Clinton lost the key battleground states of Ohio, North Carolina and Florida. Republicans have won a majority in the House of Representatives and secured control for the next six years. They have won a slim majority in the Senate and a Trump victory means right wing appointment of judges to the US Supreme Court.
This electoral result is a massive political upset. Trump has never held public office. He has threatened to ban Muslim immigrants, has assaulted women and argued for a southern border wall. His campaign slogan was to ‘Make America great again’.
In his victory speech, Trump said ‘No dream is too big, no challenge is too great. Nothing we want for our future is beyond our reach.’ But women, Muslims, and migrants now have good reason to fear Trump.
Difference became the scapegoat for the pain and loneliness of neo-liberalism
In the lead-up to yesterday’s elections, discussion about voter turnout looked at how Latino or Black voters could help carry the Democratic Party to victory. Yet exit polls show that white voters and especially a majority of white women helped fuel Trump’s win.
Whites made up 70 per cent of voters and 58 per cent of them voted for Trump. White men made up 34 per cent of all voters and 63 per cent voted Trump. White women made up 37 per cent of voters and 53 per cent of them voted Trump. Among non-whites, 21 per cent voted for Trump. Among men, 31 per cent voted for Clinton.
A group that played a significant role in Trump’s victory were Evangelical Christians. Analysis suggests that they were potentially among the strongest demographic groups for Trump.

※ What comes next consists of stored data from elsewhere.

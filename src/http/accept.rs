//! `Accept` header parsing and media range matching.
//!
//! Quality values are kept as thousandths so ranges stay ordered and
//! comparable without floating point noise. Parsing is deliberately lenient:
//! `Accept` is advisory, so malformed entries are skipped instead of failing
//! the whole request.

use crate::http::types::MediaType;

const DEFAULT_QUALITY: u16 = 1000;

/// One media range from an `Accept` header, e.g. `text/*;q=0.8`.
#[derive(Debug, Clone, PartialEq, Eq)]
pub struct MediaRange {
    primary: String,
    subtype: String,
    quality: u16,
}

impl MediaRange {
    pub fn primary(&self) -> &str {
        &self.primary
    }

    pub fn subtype(&self) -> &str {
        &self.subtype
    }

    /// Quality weight in thousandths, `1000` meaning `q=1.0`.
    pub const fn quality(&self) -> u16 {
        self.quality
    }

    pub fn matches(&self, media: &MediaType) -> bool {
        (self.primary == "*" || self.primary == media.primary())
            && (self.subtype == "*" || self.subtype == media.subtype())
    }

    fn parse(entry: &str) -> Option<Self> {
        let mut parts = entry.split(';');
        let essence = parts.next()?.trim();
        let (primary, subtype) = essence.split_once('/')?;
        if primary.is_empty() || subtype.is_empty() {
            return None;
        }

        let mut quality = DEFAULT_QUALITY;
        for param in parts {
            if let Some((name, raw)) = param.split_once('=') {
                if name.trim().eq_ignore_ascii_case("q") {
                    quality = parse_quality(raw.trim())?;
                }
            }
        }

        Some(Self {
            primary: primary.trim().to_ascii_lowercase(),
            subtype: subtype.trim().to_ascii_lowercase(),
            quality,
        })
    }
}

fn parse_quality(raw: &str) -> Option<u16> {
    let value: f32 = raw.parse().ok()?;
    if !(0.0..=1.0).contains(&value) {
        return None;
    }
    Some((value * 1000.0).round() as u16)
}

/// The parsed, weight-ordered `Accept` header of a request.
///
/// Ranges are sorted by quality, highest first; ranges with equal quality
/// keep their order of appearance. An empty list means the client sent no
/// usable `Accept` header and accepts anything.
#[derive(Debug, Clone, PartialEq, Eq, Default)]
pub struct AcceptList {
    ranges: Vec<MediaRange>,
}

impl AcceptList {
    /// Parses an `Accept` header value. Malformed entries are dropped.
    pub fn parse(value: &str) -> Self {
        let mut ranges: Vec<MediaRange> = value
            .split(',')
            .filter_map(MediaRange::parse)
            .collect();
        ranges.sort_by(|a, b| b.quality.cmp(&a.quality));

        Self { ranges }
    }

    pub fn is_empty(&self) -> bool {
        self.ranges.is_empty()
    }

    /// Ranges in negotiation order, zero-quality entries excluded.
    pub fn ranges(&self) -> impl Iterator<Item = &MediaRange> {
        self.ranges.iter().filter(|r| r.quality > 0)
    }

    /// Whether the client accepts the given media type at any positive
    /// quality. An empty list accepts everything.
    pub fn accepts(&self, media: &MediaType) -> bool {
        self.is_empty() || self.ranges().any(|r| r.matches(media))
    }

    pub(crate) fn accepts_essence(&self, primary: &str, subtype: &str) -> bool {
        self.accepts(&MediaType::new(primary, subtype))
    }
}

#[cfg(test)]
mod accept_self {
    use super::*;

    #[test]
    fn parse_orders_by_quality() {
        let list = AcceptList::parse("text/html;q=0.5, application/json, text/*;q=0.8");
        let order: Vec<_> = list
            .ranges()
            .map(|r| (format!("{}/{}", r.primary(), r.subtype()), r.quality()))
            .collect();

        assert_eq!(
            order,
            [
                ("application/json".to_string(), 1000),
                ("text/*".to_string(), 800),
                ("text/html".to_string(), 500),
            ]
        );
    }

    #[test]
    fn equal_quality_keeps_appearance_order() {
        let list = AcceptList::parse("application/xml, application/json");
        let order: Vec<_> = list.ranges().map(|r| r.subtype().to_string()).collect();
        assert_eq!(order, ["xml", "json"]);
    }

    #[test]
    fn wildcard_matching() {
        let json = MediaType::new("application", "json");
        let html = MediaType::new("text", "html");

        let any = AcceptList::parse("*/*");
        assert!(any.accepts(&json));
        assert!(any.accepts(&html));

        let text_only = AcceptList::parse("text/*");
        assert!(text_only.accepts(&html));
        assert!(!text_only.accepts(&json));
    }

    #[test]
    fn zero_quality_excludes() {
        let list = AcceptList::parse("application/json;q=0, text/plain");
        assert!(!list.accepts(&MediaType::new("application", "json")));
        assert!(list.accepts(&MediaType::new("text", "plain")));
    }

    #[test]
    fn empty_list_accepts_everything() {
        let list = AcceptList::parse("");
        assert!(list.is_empty());
        assert!(list.accepts(&MediaType::new("application", "json")));
    }

    #[test]
    fn malformed_entries_are_skipped() {
        let list = AcceptList::parse("garbage, text/plain, also-garbage;q=zzz");
        let kept: Vec<_> = list.ranges().map(|r| r.subtype().to_string()).collect();
        assert_eq!(kept, ["plain"]);
    }
}
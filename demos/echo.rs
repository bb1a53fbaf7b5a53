use portal_web::{Binding, Dispatcher, Method, PathParams, Request, Response, Server, StatusCode};
use std::sync::Arc;
use tokio::net::TcpListener;

#[tokio::main]
async fn main() {
    let dispatcher = Dispatcher::builder()
        .route(
            Binding::new(Method::Post, "/echo", |req: Arc<Request>, _params: PathParams| {
                async move {
                    let body = if req.body().is_empty() {
                        String::new()
                    } else {
                        format!(r#", "body": {:?}"#, String::from_utf8_lossy(req.body()))
                    };
                    let result = format!(r#"{{"url": {:?}{body}}}"#, req.path());

                    Ok(Response::new(StatusCode::Ok)
                        .header("content-type", "application/json")
                        .body(result))
                }
            })
            .unwrap(),
        )
        .unwrap()
        .build();

    Server::builder()
        .listener(TcpListener::bind("127.0.0.1:8080").await.unwrap())
        .dispatcher(dispatcher)
        .build()
        .launch()
        .await;
}
use actix_web::{web, App, HttpResponse, HttpServer};

async fn status() -> HttpResponse {
    HttpResponse::Ok()
        .content_type("application/json")
        .body(r#"{"ok":true}"#)
}

#[actix_web::main]
async fn main() -> std::io::Result<()> {
    HttpServer::new(|| App::new().route("/status", web::get().to(status)))
        .bind(("127.0.0.1", 8080))?
        .run()
        .await
}
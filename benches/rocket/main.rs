#[macro_use]
extern crate rocket;

#[get("/status")]
fn status() -> (rocket::http::ContentType, &'static str) {
    (rocket::http::ContentType::JSON, r#"{"ok":true}"#)
}

#[launch]
fn rocket() -> _ {
    let figment = rocket::Config::figment()
        .merge(("port", 8080))
        .merge(("log_level", "off"));

    rocket::custom(figment).mount("/", routes![status])
}
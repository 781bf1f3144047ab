//! Text rendering of the board, the status line and notable events.

use std::fmt::Write as _;

use track_builder_core::{
    BoardView, Cell, CellKind, Event, PlacementError, QueueError, RoundError, RoundPhase,
    RunOutcome, TrackPiece, TrackShape, TrainState,
};
use track_builder_world::{query, World};

const TRAIN_GLYPH: char = '@';

/// Draws the board with column and row labels, the train drawn over its cell.
pub(crate) fn board(view: BoardView<'_>, train: &TrainState) -> String {
    let mut out = String::from("   ");
    for column in 0..view.side() {
        let _ = write!(out, "{}", column % 10);
    }
    out.push('\n');

    let mut row = None;
    for (coord, cell) in view.iter() {
        if row != Some(coord.row()) {
            if row.is_some() {
                out.push('\n');
            }
            row = Some(coord.row());
            let _ = write!(out, "{:>2} ", coord.row());
        }

        let glyph = if train.position() == Some(coord) {
            TRAIN_GLYPH
        } else {
            cell_glyph(cell)
        };
        out.push(glyph);
    }

    out
}

/// Summarises phase, level, score, clock and piece queue on one line.
pub(crate) fn status(world: &World) -> String {
    let phase = match query::phase(world) {
        RoundPhase::Building => format!(
            "building, {:.1}s left",
            query::build_time_remaining(world).as_secs_f64()
        ),
        RoundPhase::Running => "train running".to_owned(),
        RoundPhase::Concluded(RunOutcome::Won) => "won, type `next`".to_owned(),
        RoundPhase::Concluded(RunOutcome::Lost) => "lost, type `new`".to_owned(),
    };

    let upcoming: String = query::upcoming_pieces(world)
        .iter()
        .map(|piece| shape_glyph(piece.shape()))
        .collect();
    let stored = query::stored_piece(world).map_or('-', |piece| shape_glyph(piece.shape()));

    format!(
        "level {} | score {} | {phase} | piece {} | stored {stored} | next {upcoming}",
        query::level(world),
        query::score(world),
        shape_glyph(query::current_piece(world).shape()),
    )
}

/// Describes events worth telling the player about.
pub(crate) fn describe(event: &Event) -> Option<String> {
    let text = match event {
        Event::RoundStarted { level } => format!("Level {level}: lay track from S to E."),
        Event::BuildPhaseEnded => "Build phase over.".to_owned(),
        Event::PiecePlaced { piece, cell } => format!("Placed {} at {cell}.", piece_name(piece)),
        Event::PlacementRejected { cell, reason } => {
            format!("Cannot place at {cell}: {}.", placement_reason(*reason))
        }
        Event::PieceStored { piece } => format!("Stored {}.", piece_name(piece)),
        Event::PiecesSwapped { current, .. } => {
            format!("Swapped, now holding {}.", piece_name(current))
        }
        Event::QueueRejected { reason } => format!("{}.", queue_reason(*reason)),
        Event::RoundRejected {
            reason: RoundError::NotWon,
        } => "Win the round before moving on.".to_owned(),
        Event::RunStarted { complete, path_len } => {
            let verdict = if *complete { "a complete" } else { "an incomplete" };
            format!("Train departs on {verdict} track of {path_len} cells.")
        }
        Event::TrainAdvanced { to, reward, .. } => format!("Train reaches {to} (+{reward})."),
        Event::RunConcluded {
            outcome: RunOutcome::Won,
        } => "The train arrived. Round won!".to_owned(),
        Event::RunConcluded {
            outcome: RunOutcome::Lost,
        } => "The train derailed. Round lost.".to_owned(),
        Event::TimeAdvanced { .. }
        | Event::BuildClockAdvanced { .. }
        | Event::TrainStepDue => return None,
    };
    Some(text)
}

fn cell_glyph(cell: &Cell) -> char {
    match (cell.kind(), cell.piece()) {
        (CellKind::Start, _) => 'S',
        (CellKind::End, _) => 'E',
        (_, Some(piece)) => shape_glyph(piece.shape()),
        (CellKind::Rock, None) => '^',
        (CellKind::Tree, None) => 'T',
        (CellKind::Bonus, None) => '*',
        (CellKind::Empty, None) => '.',
    }
}

const fn shape_glyph(shape: TrackShape) -> char {
    match shape {
        TrackShape::Horizontal => '─',
        TrackShape::Vertical => '│',
        TrackShape::CurveTopLeft => '┘',
        TrackShape::CurveTopRight => '└',
        TrackShape::CurveBottomLeft => '┐',
        TrackShape::CurveBottomRight => '┌',
        TrackShape::Cross => '┼',
    }
}

fn piece_name(piece: &TrackPiece) -> String {
    format!("{} #{}", shape_glyph(piece.shape()), piece.id().get())
}

const fn placement_reason(reason: PlacementError) -> &'static str {
    match reason {
        PlacementError::InvalidPhase => "the build phase is over",
        PlacementError::OutOfBounds => "outside the board",
        PlacementError::Blocked => "the cell does not take track",
        PlacementError::Occupied => "the cell already holds track",
    }
}

const fn queue_reason(reason: QueueError) -> &'static str {
    match reason {
        QueueError::InvalidPhase => "Pieces can only be handled while building",
        QueueError::StorageOccupied => "Storage is already full",
        QueueError::StorageEmpty => "Storage is empty",
    }
}

#[cfg(test)]
mod tests {
    use super::*;
    use track_builder_core::{CellCoord, Path, PieceId, TrainStep};

    fn cells() -> Vec<Cell> {
        vec![
            Cell::with_piece(
                CellKind::Start,
                TrackPiece::new(PieceId::START, TrackShape::Horizontal),
            ),
            Cell::with_piece(
                CellKind::Bonus,
                TrackPiece::new(PieceId::new(4), TrackShape::CurveBottomLeft),
            ),
            Cell::new(CellKind::Rock),
            Cell::new(CellKind::End),
        ]
    }

    #[test]
    fn board_labels_rows_and_columns() {
        let cells = cells();
        let view = BoardView::new(&cells, 2);

        assert_eq!(board(view, &TrainState::default()), "   01\n 0 S┐\n 1 ^E");
    }

    #[test]
    fn train_is_drawn_over_its_cell() {
        let cells = cells();
        let view = BoardView::new(&cells, 2);
        let mut train = TrainState::new(Path::new(vec![
            CellCoord::new(0, 0),
            CellCoord::new(1, 0),
        ]));
        assert!(train.depart(CellCoord::new(0, 0)));
        train.apply(&TrainStep::Advanced {
            from: CellCoord::new(0, 0),
            to: CellCoord::new(1, 0),
            reward: 50,
        });

        assert_eq!(board(view, &train), "   01\n 0 S@\n 1 ^E");
    }

    #[test]
    fn clock_events_stay_quiet() {
        assert_eq!(describe(&Event::TrainStepDue), None);
        assert_eq!(
            describe(&Event::PlacementRejected {
                cell: CellCoord::new(3, 1),
                reason: PlacementError::Occupied,
            }),
            Some("Cannot place at (3, 1): the cell already holds track.".to_owned())
        );
    }
}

Farai Chideya at FiveThirtyEight blog writes that, during the primaries, ‘many evangelical voters had questions about Trump’s values, but the demographic group consolidated around his candidacy because of issues like abortion and appointments to the Supreme Court.’

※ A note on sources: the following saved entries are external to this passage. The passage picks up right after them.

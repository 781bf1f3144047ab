//! Upcoming-piece queue with a single storage slot.

use std::collections::VecDeque;

use track_builder_core::{PieceId, TrackGenerator, TrackPiece};

/// Pieces waiting to be placed: the current piece, an optional stored piece
/// and a fixed-length look-ahead of upcoming pieces.
#[derive(Clone, Debug)]
pub(crate) struct PieceQueue {
    current: TrackPiece,
    stored: Option<TrackPiece>,
    upcoming: VecDeque<TrackPiece>,
    length: usize,
    next_id: u32,
}

impl PieceQueue {
    /// Creates a queue filled from the generator.
    pub(crate) fn new(length: usize, generator: &mut dyn TrackGenerator) -> Self {
        let mut next_id = PieceId::START.get().saturating_add(1);
        let current = draw(&mut next_id, generator);
        let mut queue = Self {
            current,
            stored: None,
            upcoming: VecDeque::with_capacity(length),
            length,
            next_id,
        };
        queue.refill(generator);
        queue
    }

    /// Discards every held piece and draws a fresh set.
    ///
    /// Identifiers keep counting so pieces from earlier rounds are never reused.
    pub(crate) fn reset(&mut self, generator: &mut dyn TrackGenerator) {
        self.stored = None;
        self.upcoming.clear();
        self.current = draw(&mut self.next_id, generator);
        self.refill(generator);
    }

    pub(crate) fn current(&self) -> TrackPiece {
        self.current
    }

    pub(crate) fn stored(&self) -> Option<TrackPiece> {
        self.stored
    }

    pub(crate) fn upcoming(&self) -> impl Iterator<Item = TrackPiece> + '_ {
        self.upcoming.iter().copied()
    }

    /// Hands out the current piece and promotes the next upcoming one.
    pub(crate) fn take_current(&mut self, generator: &mut dyn TrackGenerator) -> TrackPiece {
        let taken = self.current;
        self.current = match self.upcoming.pop_front() {
            Some(piece) => piece,
            None => draw(&mut self.next_id, generator),
        };
        self.refill(generator);
        taken
    }

    /// Moves the current piece into the empty storage slot.
    ///
    /// Returns `false` without changes when storage is already occupied.
    pub(crate) fn store(&mut self, generator: &mut dyn TrackGenerator) -> bool {
        if self.stored.is_some() {
            return false;
        }

        let piece = self.take_current(generator);
        self.stored = Some(piece);
        true
    }

    /// Exchanges the current and stored pieces.
    ///
    /// Returns `false` without changes when storage is empty.
    pub(crate) fn swap(&mut self) -> bool {
        match self.stored.as_mut() {
            Some(stored) => {
                std::mem::swap(stored, &mut self.current);
                true
            }
            None => false,
        }
    }

    fn refill(&mut self, generator: &mut dyn TrackGenerator) {
        while self.upcoming.len() < self.length {
            let piece = draw(&mut self.next_id, generator);
            self.upcoming.push_back(piece);
        }
    }
}

fn draw(next_id: &mut u32, generator: &mut dyn TrackGenerator) -> TrackPiece {
    let id = PieceId::new(*next_id);
    *next_id = next_id.wrapping_add(1).max(1);
    TrackPiece::new(id, generator.next_shape())
}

Trump expressed contempt for the existing political establishment. He may have been bombastic and crude but to many who feel left out of the US political process, these aspects of Trump’s campaign came off as irreverent and so he resonated with their experience of being abandoned in a land where upward class mobility is no longer even hoped for, much less a remote possibility. This makes the idea of someone who has never held public office – an outsider who comes in like a wrecking ball – appealing to those who feel left out.
I can relate to these people. I grew up in Mojave Desert, California. The Airstream trailer, 30 feet in length, that my mum, dad and sister shared did not have running water or electricity. Future prospects in the closest city – misleadingly carrying the namesake of the state (California City) yet failing to carry any of the hope typically associated with the sunshine state – were Edwards Air Force Base, the borax mine, a prison, a pizza parlour or dealing meth amphetamines. At 18, I left the desert, without a high school degree. I have never identified as being a US citizen as the country had seemed, like so many other forgotten cities, to have abandoned the place and people.
I am not quick to label those that voted for Trump. The despair of the desert has slowly crept into urban cities and rural areas of the entire country as neo-liberalism has spread like a bacteria and widened inequality. Communities that were not already broken did break. The rudimentary services, previously provided in some areas, disappeared. At the same time, liberalism accepted difference. Difference became the scapegoat for the pain and loneliness of neo-liberalism.
Although I am not quick to label those that voted for Trump, his victory may roll back years of social struggle that women and people of colour have campaigned for over decades: abortion rights, immigration and political and economic representation.
Trump has galvanised an inward looking and scapegoating hate. His election calls for deep reflection in the US about how to address the difficult times ahead.